Claro está, la serie también explora la cultura de la violación y el dolor que provoca la agresión sexual en medio de un ambiente de negación y autopreservación de ciertos privilegios específicos para determinados alumnos, como ocurre en Liberty High. La esperanza de la justicia — tanto para los padres de Hannah como para las víctimas de otros hechos de violencia dentro de la trama — parece enfrentarse a la idea persistente que la violación, como crimen, es parte de un ecosistema que debe luchar contra una normalización terrible y cruda. Una y otra vez, la serie analiza la vertiente insistente sobre la capacidad de nuestra sociedad para convertir la violación en un hecho justificable pero aún más, en una noción sobre la identidad rota que evade todo sentido de la estratificación y la masificación de la responsabilidad colectiva.
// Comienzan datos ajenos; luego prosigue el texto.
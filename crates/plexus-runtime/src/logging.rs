//! Logging setup built on `tracing` and `tracing-subscriber`.
//!
//! The global tracing dispatcher is the host's logger handle: [`run`]
//! installs it once from the configured level, and embedders that want a
//! different shape can install their own subscriber before calling into
//! the runtime.
//!
//! [`run`]: crate::run

use tracing_subscriber::{EnvFilter, fmt, prelude::*};

use crate::config::LogLevel;

/// A builder for the host's logging setup.
///
/// ```rust,ignore
/// LoggingBuilder::new()
///     .with_level(LogLevel::Info)
///     .directive("plexus_transport=trace")
///     .init();
/// ```
#[derive(Default)]
pub struct LoggingBuilder {
    level: Option<LogLevel>,
    directives: Vec<String>,
    with_target: bool,
}

impl LoggingBuilder {
    /// Creates a new logging builder.
    pub fn new() -> Self {
        Self::default()
    }

    /// Sets the base log level.
    pub fn with_level(mut self, level: LogLevel) -> Self {
        self.level = Some(level);
        self
    }

    /// Adds a filter directive like `"plexus_runtime=trace"`.
    pub fn directive(mut self, directive: &str) -> Self {
        self.directives.push(directive.to_string());
        self
    }

    /// Include the target (module path) in log output.
    pub fn with_target(mut self, enabled: bool) -> Self {
        self.with_target = enabled;
        self
    }

    fn build_filter(&self) -> EnvFilter {
        // RUST_LOG wins over the configured level.
        let base = self.level.unwrap_or_default().as_str();
        let mut filter = EnvFilter::try_from_default_env().unwrap_or_else(|_| EnvFilter::new(base));
        for directive in &self.directives {
            if let Ok(d) = directive.parse() {
                filter = filter.add_directive(d);
            }
        }
        filter
    }

    /// Installs the subscriber.
    ///
    /// # Panics
    ///
    /// Panics if a global subscriber has already been set.
    pub fn init(self) {
        let filter = self.build_filter();
        tracing_subscriber::registry()
            .with(fmt::layer().with_target(self.with_target))
            .with(filter)
            .init();
    }

    /// Installs the subscriber, returning an error instead of panicking.
    pub fn try_init(self) -> Result<(), Box<dyn std::error::Error + Send + Sync>> {
        let filter = self.build_filter();
        tracing_subscriber::registry()
            .with(fmt::layer().with_target(self.with_target))
            .with(filter)
            .try_init()
            .map_err(|e| Box::new(e) as Box<dyn std::error::Error + Send + Sync>)
    }
}

/// Installs logging at the given level if no subscriber is set yet.
pub fn init_at(level: LogLevel) {
    let _ = LoggingBuilder::new().with_level(level).try_init();
}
Un acierto del guión que concede especial interés en la búsqueda de la justicia. Pero a pesar de sus esfuerzos, 13 reason Why no es capaz de aglutinar el concepto del miedo y el abuso como una versión real. Hay algo de dramático y exagerado en toda la forma en que asimila el centro de la acción y es quizás ese, su punto más bajo.

Con todo, la segunda temporada de la serie continúa tomando riesgos y lo hace con un meditado sentido de la identidad que hace pensar que habrá una tercera ocasión de analizar lo que ocurre en Liberty High, como representación exigua de la cultura norteamericana adolescente. Con capítulos de más, casi todos de excesiva duración y una banda sonora interesante (aunque no especialmente llamativa) la serie cumple apenas su cometido de extender un fenómeno llamado a convertirse en discusión pública. Lo logra, pero sin la suficiente perseverancia para ser algo más que una percepción pasajera de lo obvio. Una mirada que quizás necesite refrescar sus opciones para elevar su percepción de lo verídico como algo más que un teledrama lujoso y actual.